**Assigned task**: Search the records for the word "built" and copy every line in which it occurs.

**Task inputs**:
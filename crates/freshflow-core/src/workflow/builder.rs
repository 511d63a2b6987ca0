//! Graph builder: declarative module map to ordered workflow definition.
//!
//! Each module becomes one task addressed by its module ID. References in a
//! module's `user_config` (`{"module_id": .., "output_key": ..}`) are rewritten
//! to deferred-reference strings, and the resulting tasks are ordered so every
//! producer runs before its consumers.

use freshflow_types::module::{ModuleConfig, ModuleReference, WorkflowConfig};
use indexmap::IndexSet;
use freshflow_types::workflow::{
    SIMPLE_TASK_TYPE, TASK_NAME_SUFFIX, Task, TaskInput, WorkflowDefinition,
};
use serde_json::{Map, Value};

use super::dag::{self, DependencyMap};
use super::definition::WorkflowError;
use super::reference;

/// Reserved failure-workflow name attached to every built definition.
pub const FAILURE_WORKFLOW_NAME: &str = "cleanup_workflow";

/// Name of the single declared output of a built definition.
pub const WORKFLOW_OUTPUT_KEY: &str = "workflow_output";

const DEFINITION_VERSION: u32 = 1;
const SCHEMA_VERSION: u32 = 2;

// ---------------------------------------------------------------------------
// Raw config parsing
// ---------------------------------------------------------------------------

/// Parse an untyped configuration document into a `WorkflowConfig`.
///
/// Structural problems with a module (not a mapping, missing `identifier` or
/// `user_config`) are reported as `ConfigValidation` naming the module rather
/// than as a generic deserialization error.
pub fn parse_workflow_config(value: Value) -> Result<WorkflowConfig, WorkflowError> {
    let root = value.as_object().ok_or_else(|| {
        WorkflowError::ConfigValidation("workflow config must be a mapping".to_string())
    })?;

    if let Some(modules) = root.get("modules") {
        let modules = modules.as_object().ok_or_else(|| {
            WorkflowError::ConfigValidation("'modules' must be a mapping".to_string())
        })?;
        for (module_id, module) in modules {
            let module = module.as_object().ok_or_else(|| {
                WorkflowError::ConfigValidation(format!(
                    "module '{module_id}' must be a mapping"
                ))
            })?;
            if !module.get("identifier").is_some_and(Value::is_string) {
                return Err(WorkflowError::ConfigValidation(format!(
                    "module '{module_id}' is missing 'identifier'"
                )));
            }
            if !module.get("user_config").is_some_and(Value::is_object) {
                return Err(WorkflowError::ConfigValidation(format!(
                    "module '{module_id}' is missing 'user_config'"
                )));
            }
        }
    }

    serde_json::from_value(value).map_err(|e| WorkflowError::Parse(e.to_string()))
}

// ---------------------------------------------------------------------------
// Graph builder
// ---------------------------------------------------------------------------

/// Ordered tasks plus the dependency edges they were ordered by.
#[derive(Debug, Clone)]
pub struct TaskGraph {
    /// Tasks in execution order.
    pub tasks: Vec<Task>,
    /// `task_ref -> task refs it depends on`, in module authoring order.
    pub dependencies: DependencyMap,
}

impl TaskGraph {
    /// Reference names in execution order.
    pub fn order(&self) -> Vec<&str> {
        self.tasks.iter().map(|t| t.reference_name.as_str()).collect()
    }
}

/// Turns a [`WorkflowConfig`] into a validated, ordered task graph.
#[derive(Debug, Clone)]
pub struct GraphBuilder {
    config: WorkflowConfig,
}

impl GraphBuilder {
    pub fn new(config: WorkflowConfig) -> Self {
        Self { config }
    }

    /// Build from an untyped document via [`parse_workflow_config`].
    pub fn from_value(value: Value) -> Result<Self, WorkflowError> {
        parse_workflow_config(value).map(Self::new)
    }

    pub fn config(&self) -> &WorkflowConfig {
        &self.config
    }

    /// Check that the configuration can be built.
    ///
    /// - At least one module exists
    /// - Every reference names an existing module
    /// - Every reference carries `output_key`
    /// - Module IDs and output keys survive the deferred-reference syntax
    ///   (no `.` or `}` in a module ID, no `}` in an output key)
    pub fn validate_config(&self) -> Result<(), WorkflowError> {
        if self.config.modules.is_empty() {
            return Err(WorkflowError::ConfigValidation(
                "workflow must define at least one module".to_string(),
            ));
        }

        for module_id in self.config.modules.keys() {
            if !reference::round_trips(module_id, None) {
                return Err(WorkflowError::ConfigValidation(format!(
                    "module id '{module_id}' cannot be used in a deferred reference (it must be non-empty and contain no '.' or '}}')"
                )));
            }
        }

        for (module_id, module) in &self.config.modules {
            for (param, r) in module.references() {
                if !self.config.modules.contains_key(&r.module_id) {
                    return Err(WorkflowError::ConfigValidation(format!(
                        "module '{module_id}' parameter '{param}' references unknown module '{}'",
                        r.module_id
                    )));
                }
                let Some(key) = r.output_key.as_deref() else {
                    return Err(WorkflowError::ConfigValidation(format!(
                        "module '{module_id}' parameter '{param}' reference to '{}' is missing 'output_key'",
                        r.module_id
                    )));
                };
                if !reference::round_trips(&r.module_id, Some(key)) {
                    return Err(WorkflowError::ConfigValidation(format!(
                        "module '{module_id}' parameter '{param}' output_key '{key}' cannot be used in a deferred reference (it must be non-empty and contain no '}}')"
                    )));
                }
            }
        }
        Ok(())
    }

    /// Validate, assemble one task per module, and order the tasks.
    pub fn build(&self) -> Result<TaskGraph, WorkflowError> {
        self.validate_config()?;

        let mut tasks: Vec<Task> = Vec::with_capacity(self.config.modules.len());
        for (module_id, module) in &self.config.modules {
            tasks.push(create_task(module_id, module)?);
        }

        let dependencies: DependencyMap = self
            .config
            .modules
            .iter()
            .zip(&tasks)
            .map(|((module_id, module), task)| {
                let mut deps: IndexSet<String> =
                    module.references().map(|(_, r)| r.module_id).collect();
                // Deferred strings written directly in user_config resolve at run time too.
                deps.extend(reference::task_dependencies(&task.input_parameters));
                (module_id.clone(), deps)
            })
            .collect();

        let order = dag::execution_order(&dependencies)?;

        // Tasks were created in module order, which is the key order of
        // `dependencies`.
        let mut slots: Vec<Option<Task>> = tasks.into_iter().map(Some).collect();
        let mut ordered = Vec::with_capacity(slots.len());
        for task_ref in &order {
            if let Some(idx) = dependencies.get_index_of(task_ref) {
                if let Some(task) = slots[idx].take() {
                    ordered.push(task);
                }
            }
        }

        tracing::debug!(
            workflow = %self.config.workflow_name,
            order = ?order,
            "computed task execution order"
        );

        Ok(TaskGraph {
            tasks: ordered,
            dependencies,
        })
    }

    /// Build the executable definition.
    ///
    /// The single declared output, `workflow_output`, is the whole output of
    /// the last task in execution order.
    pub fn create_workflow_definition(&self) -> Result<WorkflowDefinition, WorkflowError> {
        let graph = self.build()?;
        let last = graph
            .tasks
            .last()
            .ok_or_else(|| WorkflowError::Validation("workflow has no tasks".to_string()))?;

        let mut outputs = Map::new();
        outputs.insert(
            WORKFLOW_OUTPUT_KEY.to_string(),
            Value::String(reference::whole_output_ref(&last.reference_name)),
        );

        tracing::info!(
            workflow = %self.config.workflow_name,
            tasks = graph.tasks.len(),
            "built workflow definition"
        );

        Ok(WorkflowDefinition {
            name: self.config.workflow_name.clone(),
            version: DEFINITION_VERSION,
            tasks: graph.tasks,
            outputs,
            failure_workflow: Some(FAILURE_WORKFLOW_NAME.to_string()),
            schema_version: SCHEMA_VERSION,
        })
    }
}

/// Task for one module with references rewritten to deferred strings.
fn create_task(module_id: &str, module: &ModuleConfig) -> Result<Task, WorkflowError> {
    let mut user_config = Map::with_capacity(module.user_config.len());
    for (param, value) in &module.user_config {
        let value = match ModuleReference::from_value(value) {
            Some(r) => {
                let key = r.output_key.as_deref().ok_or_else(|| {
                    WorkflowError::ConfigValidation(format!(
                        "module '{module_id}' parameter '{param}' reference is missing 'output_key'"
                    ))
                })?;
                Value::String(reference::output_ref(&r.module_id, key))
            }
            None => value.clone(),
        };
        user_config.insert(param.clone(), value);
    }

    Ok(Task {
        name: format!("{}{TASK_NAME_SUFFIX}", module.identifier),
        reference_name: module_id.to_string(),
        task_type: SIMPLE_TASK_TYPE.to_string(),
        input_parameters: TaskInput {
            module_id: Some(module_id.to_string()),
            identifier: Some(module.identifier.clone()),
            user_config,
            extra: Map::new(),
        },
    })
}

...

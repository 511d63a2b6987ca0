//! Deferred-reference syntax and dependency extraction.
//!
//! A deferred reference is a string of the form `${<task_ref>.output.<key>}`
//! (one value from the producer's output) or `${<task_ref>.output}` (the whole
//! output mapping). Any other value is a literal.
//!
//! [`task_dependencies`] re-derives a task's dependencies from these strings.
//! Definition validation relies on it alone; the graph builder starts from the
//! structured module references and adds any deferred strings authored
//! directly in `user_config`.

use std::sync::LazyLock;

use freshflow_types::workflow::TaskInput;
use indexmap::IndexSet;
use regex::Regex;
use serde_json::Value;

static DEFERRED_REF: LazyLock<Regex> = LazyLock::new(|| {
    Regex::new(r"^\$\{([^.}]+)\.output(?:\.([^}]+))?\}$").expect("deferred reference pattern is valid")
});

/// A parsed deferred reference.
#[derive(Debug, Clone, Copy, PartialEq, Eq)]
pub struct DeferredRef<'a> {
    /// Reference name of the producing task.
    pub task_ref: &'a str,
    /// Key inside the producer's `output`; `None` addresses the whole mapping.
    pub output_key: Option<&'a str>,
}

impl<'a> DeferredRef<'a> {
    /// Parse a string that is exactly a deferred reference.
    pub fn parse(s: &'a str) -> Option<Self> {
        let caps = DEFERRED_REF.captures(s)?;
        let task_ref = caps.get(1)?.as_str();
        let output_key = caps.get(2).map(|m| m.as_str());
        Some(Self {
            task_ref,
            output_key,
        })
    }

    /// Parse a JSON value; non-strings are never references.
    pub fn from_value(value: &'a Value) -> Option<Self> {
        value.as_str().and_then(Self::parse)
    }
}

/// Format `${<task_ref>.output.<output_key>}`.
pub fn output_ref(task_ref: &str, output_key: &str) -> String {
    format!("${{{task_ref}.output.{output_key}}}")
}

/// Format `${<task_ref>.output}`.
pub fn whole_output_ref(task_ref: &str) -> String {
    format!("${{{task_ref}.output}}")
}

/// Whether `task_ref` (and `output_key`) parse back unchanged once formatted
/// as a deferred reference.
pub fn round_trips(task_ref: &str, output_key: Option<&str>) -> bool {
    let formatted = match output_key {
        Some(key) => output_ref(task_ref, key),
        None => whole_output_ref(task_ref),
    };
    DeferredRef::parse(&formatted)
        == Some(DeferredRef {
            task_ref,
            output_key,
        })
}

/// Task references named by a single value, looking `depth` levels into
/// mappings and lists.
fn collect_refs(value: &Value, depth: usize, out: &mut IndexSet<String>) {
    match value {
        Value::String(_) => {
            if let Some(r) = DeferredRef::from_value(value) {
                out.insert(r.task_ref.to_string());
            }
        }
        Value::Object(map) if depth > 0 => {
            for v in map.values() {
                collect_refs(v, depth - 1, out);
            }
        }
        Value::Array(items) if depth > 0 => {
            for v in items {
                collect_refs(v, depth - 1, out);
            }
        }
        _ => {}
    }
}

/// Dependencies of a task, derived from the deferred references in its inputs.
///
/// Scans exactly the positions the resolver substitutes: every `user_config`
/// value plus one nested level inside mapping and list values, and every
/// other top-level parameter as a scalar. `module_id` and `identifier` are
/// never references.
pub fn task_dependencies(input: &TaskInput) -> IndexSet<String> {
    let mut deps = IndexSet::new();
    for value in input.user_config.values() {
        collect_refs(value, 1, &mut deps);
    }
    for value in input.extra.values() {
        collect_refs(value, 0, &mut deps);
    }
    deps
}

**Worked solution**:
/// Reserved failure-workflow name attached to every built definition.
/// Name of the single declared output of a built definition.
    /// Check that the configuration can be built.
            "built workflow definition"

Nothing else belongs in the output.